Saved entries:
━━━━━━━━━━

/// Ranked list of best scores, persisted as JSON.
///
/// ## File format:
///   `[{"name": "Ann", "score": 50}, ...]`, highest first, at most 10.
///
/// Loading never fails: a missing or unreadable file is an empty board.
/// Saving writes a sibling temp file and renames it over the target, so a
/// crash mid-write leaves the previous board intact. Save errors are logged
/// and dropped; the in-memory board stays authoritative.

use std::fs;
use std::io;
use std::path::{Path, PathBuf};

use serde::{Deserialize, Serialize};
use thiserror::Error;

pub const MAX_ENTRIES: usize = 10;
pub const MAX_NAME_CHARS: usize = 12;

#[derive(Debug, Error)]
pub enum ScoreError {
    #[error("score file I/O failed: {0}")]
    Io(#[from] io::Error),
    #[error("score file is not valid JSON: {0}")]
    Json(#[from] serde_json::Error),
}

#[derive(Clone, Debug, PartialEq, Eq, Serialize, Deserialize)]
pub struct ScoreEntry {
    pub name: String,
    pub score: u32,
}

impl ScoreEntry {
    /// Names are cut to 12 visible characters.
    pub fn new(name: &str, score: u32) -> Self {
        ScoreEntry {
            name: name.chars().take(MAX_NAME_CHARS).collect(),
            score,
        }
    }
}

/// Descending by score, ties in insertion order, never more than 10.
#[derive(Clone, Debug, Default, PartialEq)]
pub struct ScoreBoard {
    entries: Vec<ScoreEntry>,
}

impl ScoreBoard {
    pub fn from_entries(entries: Vec<ScoreEntry>) -> Self {
        let mut board = ScoreBoard { entries };
        board.normalize();
        board
    }

    /// Insert and return the 1-based rank, or `None` if it fell off.
    pub fn insert(&mut self, entry: ScoreEntry) -> Option<usize> {
        self.entries.push(entry);
        let idx = self.entries.len() - 1;
        // Stable sort keeps earlier entries ahead of later equal scores,
        // so the new entry lands after every existing tie.
        let mut order: Vec<usize> = (0..self.entries.len()).collect();
        order.sort_by(|&a, &b| self.entries[b].score.cmp(&self.entries[a].score));
        let rank = order.iter().position(|&i| i == idx);
        self.normalize();
        rank.filter(|&r| r < MAX_ENTRIES).map(|r| r + 1)
    }

    pub fn entries(&self) -> &[ScoreEntry] {
        &self.entries
    }

    pub fn top_score(&self) -> u32 {
        self.entries.first().map_or(0, |e| e.score)
    }

    pub fn is_empty(&self) -> bool {
        self.entries.is_empty()
    }

    fn normalize(&mut self) {
        self.entries.sort_by(|a, b| b.score.cmp(&a.score));
        self.entries.truncate(MAX_ENTRIES);
    }
}

pub struct ScoreStore {
    path: PathBuf,
    board: ScoreBoard,
}

impl ScoreStore {
    pub fn load(path: impl Into<PathBuf>) -> Self {
        let path = path.into();
        let board = match read_board(&path) {
            Ok(Some(board)) => {
                tracing::info!(path = %path.display(), entries = board.entries().len(), "loaded scores");
                board
            }
            Ok(None) => ScoreBoard::default(),
            Err(e) => {
                tracing::warn!(path = %path.display(), error = %e, "ignoring unreadable score file");
                ScoreBoard::default()
            }
        };
        ScoreStore { path, board }
    }

    /// Record a finished game and persist right away.
    pub fn add_score(&mut self, name: &str, score: u32) -> Option<usize> {
        let rank = self.board.insert(ScoreEntry::new(name, score));
        if let Err(e) = self.save() {
            tracing::warn!(path = %self.path.display(), error = %e, "could not save scores");
        }
        rank
    }

    pub fn save(&self) -> Result<(), ScoreError> {
        if let Some(dir) = self.path.parent().filter(|d| !d.as_os_str().is_empty()) {
            fs::create_dir_all(dir)?;
        }
        let data = serde_json::to_vec_pretty(self.board.entries())?;
        let tmp = self.path.with_extension("json.tmp");
        fs::write(&tmp, data)?;
        if let Err(e) = fs::rename(&tmp, &self.path) {
            if let Err(rm) = fs::remove_file(&tmp) {
                tracing::debug!(path = %tmp.display(), error = %rm, "could not remove temp score file");
            }
            return Err(e.into());
        }
        Ok(())
    }

    pub fn board(&self) -> &ScoreBoard {
        &self.board
    }

    pub fn top_score(&self) -> u32 {
        self.board.top_score()
    }

    #[cfg(test)]
    pub fn path(&self) -> &Path {
        &self.path
    }
}

fn read_board(path: &Path) -> Result<Option<ScoreBoard>, ScoreError> {
    let text = match fs::read_to_string(path) {
        Ok(t) => t,
        Err(e) if e.kind() == io::ErrorKind::NotFound => return Ok(None),
        Err(e) => return Err(e.into()),
    };
    let entries: Vec<ScoreEntry> = serde_json::from_str(&text)?;
    let entries = entries
        .into_iter()
        .map(|e| ScoreEntry::new(&e.name, e.score))
        .collect();
    Ok(Some(ScoreBoard::from_entries(entries)))
}
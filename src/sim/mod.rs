pub mod frame_loop;
pub mod rain;
pub mod scores;
pub mod session;
pub mod snake_game;
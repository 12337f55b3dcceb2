/// Entry point and program launcher.

mod config;
mod domain;
mod logging;
mod programs;
mod sim;
mod ui;

use std::io::{self, Write};
use std::process::ExitCode;
use std::sync::atomic::AtomicBool;
use std::sync::Arc;

use anyhow::Context as _;

use config::GameConfig;
use programs::{Context, REGISTRY};
use ui::style::{self, CYAN, GREEN, RED, YELLOW};
use ui::term;

fn main() -> ExitCode {
    let config = GameConfig::load();
    let _log_guard = logging::init(&config);
    tracing::debug!(?config, "configuration");
    install_panic_hook();

    let interrupt = Arc::new(AtomicBool::new(false));
    if let Err(e) = register_interrupt(&interrupt) {
        tracing::warn!(error = %e, "signal handlers unavailable");
    }

    match launcher(&config, interrupt) {
        Ok(()) => ExitCode::SUCCESS,
        Err(e) => {
            term::restore_best_effort();
            tracing::error!(error = %format!("{e:#}"), "fatal");
            eprintln!("termarcade: {e:#}");
            ExitCode::FAILURE
        }
    }
}

fn launcher(config: &GameConfig, interrupt: Arc<AtomicBool>) -> anyhow::Result<()> {
    let ctx = Context { interrupt };
    print_help()?;

    loop {
        if ctx.interrupted() {
            break;
        }
        print!("{}", style::painted(&[GREEN], "arcade> "));
        io::stdout().flush()?;

        let mut line = String::new();
        let read = match io::stdin().read_line(&mut line) {
            Ok(n) => n,
            Err(e) if e.kind() == io::ErrorKind::Interrupted => continue,
            Err(e) => return Err(e).context("reading a command"),
        };
        if read == 0 {
            println!();
            break;
        }
        if ctx.interrupted() {
            break;
        }

        let command = line.trim().to_ascii_lowercase();
        match command.as_str() {
            "" => {}
            "quit" | "q" | "exit" => break,
            "help" | "?" => print_help()?,
            name => match programs::lookup(name) {
                Some(entry) => {
                    tracing::info!(program = entry.name, "launching");
                    let mut program = (entry.build)(config);
                    if let Err(e) = program.run(&ctx) {
                        term::restore_best_effort();
                        tracing::error!(program = entry.name, error = %format!("{e:#}"), "program failed");
                        println!("{}", style::painted(&[RED], format!("{} stopped: {e:#}", entry.name)));
                    }
                }
                None => {
                    println!("{}", style::painted(&[RED], format!("Unknown command: {name}")));
                    println!("{}", style::painted(&[YELLOW], "Type 'help' for available commands"));
                }
            },
        }
    }

    println!("{}", style::painted(&[GREEN], "Thanks for playing!"));
    tracing::info!("launcher closed");
    Ok(())
}

fn print_help() -> io::Result<()> {
    let mut out = io::stdout();
    writeln!(out, "{}", style::painted(&[CYAN], "Available programs:"))?;
    for entry in REGISTRY {
        writeln!(out, "  {:<8} {}", entry.name, entry.about)?;
    }
    writeln!(out, "  {:<8} {}", "quit", "leave the arcade")?;
    out.flush()
}

/// Put the terminal back before the default hook prints the panic.
fn install_panic_hook() {
    let default_hook = std::panic::take_hook();
    std::panic::set_hook(Box::new(move |info| {
        term::restore_best_effort();
        default_hook(info);
    }));
}

/// What to tell the player after the first interrupt. A raw-mode activity
/// notices the flag within one frame; a cooked prompt stays blocked in its
/// line read until Enter arrives.
#[cfg_attr(not(unix), allow(dead_code))]
fn interrupt_notice(raw_held: bool) -> Option<&'static str> {
    if raw_held {
        None
    } else {
        Some("\r\nInterrupted. Press Enter to leave, or Ctrl+C again to quit now.\r\n")
    }
}

/// First SIGINT/SIGTERM sets the flag and lets the current activity wind
/// down; a second one while the flag is set exits with 128 + signal.
#[cfg(unix)]
fn register_interrupt(interrupt: &Arc<AtomicBool>) -> io::Result<()> {
    use signal_hook::consts::{SIGINT, SIGTERM};
    use signal_hook::flag;
    use signal_hook::iterator::Signals;

    for sig in [SIGINT, SIGTERM] {
        flag::register_conditional_shutdown(sig, 128 + sig, Arc::clone(interrupt))?;
        flag::register(sig, Arc::clone(interrupt))?;
    }

    let mut signals = Signals::new([SIGINT, SIGTERM])?;
    std::thread::Builder::new()
        .name("interrupt-notice".into())
        .spawn(move || {
            if let Some(sig) = signals.forever().next() {
                tracing::info!(signal = sig, "interrupt received");
                if let Some(notice) = interrupt_notice(term::raw_mode_held()) {
                    eprint!("{notice}");
                }
            }
        })?;
    Ok(())
}

#[cfg(not(unix))]
fn register_interrupt(_interrupt: &Arc<AtomicBool>) -> io::Result<()> {
    Ok(())
}

#[cfg(test)]
mod tests {
    use super::*;

    #[test]
    fn cooked_prompt_gets_an_interrupt_hint() {
        let notice = interrupt_notice(false).unwrap();
        assert!(notice.contains("Press Enter"));
        assert!(notice.contains("Ctrl+C again"));
    }

    #[test]
    fn raw_activity_winds_down_silently() {
        assert_eq!(interrupt_notice(true), None);
    }
}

━━━━━━━━━━

◆ **Your instructions**
Show the lines of the records that contain the word "usize".

◆ **Written answer**
pub const MAX_ENTRIES: usize = 10;
pub const MAX_NAME_CHARS: usize = 12;
    pub fn insert(&mut self, entry: ScoreEntry) -> Option<usize> {
        let mut order: Vec<usize> = (0..self.entries.len()).collect();
    pub fn add_score(&mut self, name: &str, score: u32) -> Option<usize> {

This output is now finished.